Your objective
If a line in the records below contains the word "Formatter", copy it out.

Dataset excerpts
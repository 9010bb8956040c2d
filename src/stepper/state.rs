use std::fmt;

/// Lifecycle state of the co-simulation.
#[derive(Debug, Clone, Copy, PartialEq, Eq, Default)]
pub enum StepperState {
    /// Nothing connected, loaded or resolved yet.
    #[default]
    Unconfigured,
    /// Bindings resolved; no exchange has happened.
    Configured,
    /// Instances are being created for the first warm-up epoch.
    WarmupPriming,
    WarmupStepping,
    /// Instances are being recreated for the run period.
    SteadyPriming,
    SteadyStepping,
    Terminated,
    FatalStop,
}

impl StepperState {
    pub fn label(self) -> &'static str {
        match self {
            Self::Unconfigured => "unconfigured",
            Self::Configured => "configured",
            Self::WarmupPriming => "warmup-priming",
            Self::WarmupStepping => "warmup-stepping",
            Self::SteadyPriming => "steady-priming",
            Self::SteadyStepping => "steady-stepping",
            Self::Terminated => "terminated",
            Self::FatalStop => "fatal-stop",
        }
    }

    /// Whether no further exchange can happen.
    pub fn is_final(self) -> bool {
        matches!(self, Self::Terminated | Self::FatalStop)
    }
}

impl fmt::Display for StepperState {
    fn fmt(&self, f: &mut fmt::Formatter<'_>) -> fmt::Result {
        f.write_str(self.label())
    }
}
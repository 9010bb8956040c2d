//! Per-tick orchestration of the co-simulation.

pub mod clock;
pub mod context;
pub mod embedded;
pub mod socket;
pub mod state;

pub use clock::CommunicationClock;
pub use context::CoSimulationContext;
pub use state::StepperState;
//! One instantiation of an external model package.

use std::path::{Path, PathBuf};

use crate::error::SlaveError;
use crate::fmi::{
    CoSimSlave, InstantiateParams, SUPPORTED_VERSION, SlaveProvider, version_supported,
};
use crate::host::HostModel;
use crate::marshal::RealBuffer;
use crate::registry::PackageSettings;
use crate::registry::binding::{InputBinding, OutputBinding};
use crate::resolver::BindingKind;
use crate::snapshot::InstanceValues;

/// A named instance with its own working directory, artifact and bindings.
pub struct ModelInstance {
    name: String,
    working_dir: PathBuf,
    version: Option<String>,
    slave: Option<Box<dyn CoSimSlave>>,
    /// Host outputs sent to the model, in declaration order.
    pub inputs: Vec<InputBinding>,
    /// Model outputs delivered to the host, in declaration order.
    pub outputs: Vec<OutputBinding>,
}

impl std::fmt::Debug for ModelInstance {
    fn fmt(&self, f: &mut std::fmt::Formatter<'_>) -> std::fmt::Result {
        f.debug_struct("ModelInstance")
            .field("name", &self.name)
            .field("working_dir", &self.working_dir)
            .field("version", &self.version)
            .field("loaded", &self.slave.is_some())
            .field("instantiated", &self.is_instantiated())
            .field("inputs", &self.inputs.len())
            .field("outputs", &self.outputs.len())
            .finish()
    }
}

impl ModelInstance {
    /// Declares an instance that works in `working_dir`.
    pub fn new(name: &str, working_dir: PathBuf) -> Self {
        Self {
            name: name.to_string(),
            working_dir,
            version: None,
            slave: None,
            inputs: Vec::new(),
            outputs: Vec::new(),
        }
    }

    pub fn name(&self) -> &str {
        &self.name
    }

    pub fn working_dir(&self) -> &Path {
        &self.working_dir
    }

    /// Interface version, once resolved.
    pub fn version(&self) -> Option<&str> {
        self.version.as_deref()
    }

    /// The loaded artifact, if any.
    pub fn slave(&self) -> Option<&dyn CoSimSlave> {
        self.slave.as_deref()
    }

    /// Whether a binary-interface handle is live.
    pub fn is_instantiated(&self) -> bool {
        self.slave.as_ref().is_some_and(|s| s.is_instantiated())
    }

    fn live(&mut self, call: &'static str) -> Result<&mut Box<dyn CoSimSlave>, SlaveError> {
        self.slave
            .as_mut()
            .ok_or(SlaveError::NotInstantiated { call })
    }

    /// Extracts `archive` into the working directory and loads it.
    ///
    /// # Errors
    ///
    /// Any extraction or loading failure.
    pub fn unpack(&mut self, provider: &dyn SlaveProvider, archive: &Path) -> Result<(), SlaveError> {
        provider.unpack(archive, &self.working_dir)?;
        self.slave = Some(provider.load(&self.working_dir)?);
        Ok(())
    }

    /// Queries and checks the artifact's interface version.
    ///
    /// # Errors
    ///
    /// [`SlaveError::Version`] if it differs from the supported version.
    pub fn resolve_version(&mut self) -> Result<String, SlaveError> {
        let found = self.live("version query")?.version();
        if !version_supported(&found) {
            return Err(SlaveError::Version {
                found,
                supported: SUPPORTED_VERSION,
            });
        }
        self.version = Some(found.clone());
        Ok(found)
    }

    /// Acquires the binary-interface handle.
    ///
    /// # Errors
    ///
    /// [`SlaveError::NullHandle`] or any failure of the instantiate call.
    pub fn instantiate(&mut self, settings: &PackageSettings) -> Result<(), SlaveError> {
        let working_dir =
            std::path::absolute(&self.working_dir).unwrap_or_else(|_| self.working_dir.clone());
        let params = InstantiateParams {
            instance_name: self.name.clone(),
            working_dir,
            timeout_ms: settings.timeout_ms,
            visible: settings.visible,
            interactive: settings.interactive,
            logging_on: settings.logging_on,
        };
        self.live("fmiInstantiateSlave")?.instantiate(&params)
    }

    /// Primes the model for the epoch `[t_start, t_stop]`.
    pub fn initialize(&mut self, t_start: f64, t_stop: f64) -> Result<(), SlaveError> {
        self.live("fmiInitializeSlave")?.initialize(t_start, t_stop)
    }

    /// Fetches the current values of every output of `kind`.
    pub fn get_outputs(&mut self, kind: BindingKind) -> Result<(), SlaveError> {
        let refs: Vec<u32> = self
            .outputs
            .iter()
            .filter(|o| o.kind() == kind)
            .map(|o| o.value_reference)
            .collect();
        if refs.is_empty() {
            return Ok(());
        }
        let mut buf = RealBuffer::zeroed(refs);
        self.live("fmiGetReal")?.get_real(&mut buf)?;
        let mut values = buf.into_values().into_iter();
        for out in self.outputs.iter_mut().filter(|o| o.kind() == kind) {
            if let Some(v) = values.next() {
                out.value = v;
            }
        }
        Ok(())
    }

    /// Writes the current input values into the model.
    pub fn set_inputs(&mut self) -> Result<(), SlaveError> {
        let refs = self.inputs.iter().map(|i| i.value_reference).collect();
        let values = self.inputs.iter().map(|i| i.value).collect();
        let buf = RealBuffer::new(refs, values)?;
        self.live("fmiSetReal")?.set_real(&buf)
    }

    /// Advances the model from `t` by `h`.
    pub fn step(&mut self, t: f64, h: f64) -> Result<(), SlaveError> {
        self.live("fmiDoStep")?.do_step(t, h)
    }

    /// Releases the handle and verifies it is gone.
    ///
    /// # Errors
    ///
    /// [`SlaveError::LeakedHandle`] if the handle is still live afterwards.
    pub fn free(&mut self, end_of_simulation: bool) -> Result<(), SlaveError> {
        let Some(slave) = self.slave.as_mut() else {
            return Ok(());
        };
        slave.free(end_of_simulation)?;
        if slave.is_instantiated() {
            return Err(SlaveError::LeakedHandle);
        }
        Ok(())
    }

    /// Writes every output into the host; returns whether a rule variable was written.
    pub fn apply_outputs(&self, host: &mut dyn HostModel) -> bool {
        for out in &self.outputs {
            out.apply(host);
        }
        self.outputs.iter().any(|o| o.target.is_rule_variable())
    }

    /// Reads every bound host output into the inputs.
    pub fn read_inputs(&mut self, host: &dyn HostModel) {
        for input in &mut self.inputs {
            input.read(host);
        }
    }

    /// One communication step: outputs, host update, inputs, step.
    ///
    /// With `replay`, outputs come from the stored values instead of the
    /// model and inputs are not pushed (they were pushed right after
    /// re-initialisation).
    pub fn exchange(
        &mut self,
        host: &mut dyn HostModel,
        t: f64,
        h: f64,
        replay: Option<&InstanceValues>,
    ) -> Result<bool, SlaveError> {
        match replay {
            Some(values) => self.restore_outputs(values),
            None => {
                for kind in BindingKind::ALL {
                    self.get_outputs(kind)?;
                }
            }
        }
        let wrote_rules = self.apply_outputs(host);
        self.read_inputs(host);
        if replay.is_none() {
            self.set_inputs()?;
        }
        self.step(t, h)?;
        Ok(wrote_rules)
    }

    /// Copy of the value-bearing fields.
    pub fn values(&self) -> InstanceValues {
        InstanceValues {
            inputs: self.inputs.iter().map(|i| i.value).collect(),
            outputs: self.outputs.iter().map(|o| o.value).collect(),
        }
    }

    /// Pushes stored input values into a freshly initialised model.
    pub fn replay_inputs(&mut self, values: &InstanceValues) -> Result<(), SlaveError> {
        for (input, v) in self.inputs.iter_mut().zip(&values.inputs) {
            input.value = *v;
        }
        self.set_inputs()
    }

    fn restore_outputs(&mut self, values: &InstanceValues) {
        for (out, v) in self.outputs.iter_mut().zip(&values.outputs) {
            out.value = *v;
        }
    }
}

Answer for this exercise
    fn fmt(&self, f: &mut fmt::Formatter<'_>) -> fmt::Result {
    fn fmt(&self, f: &mut std::fmt::Formatter<'_>) -> std::fmt::Result {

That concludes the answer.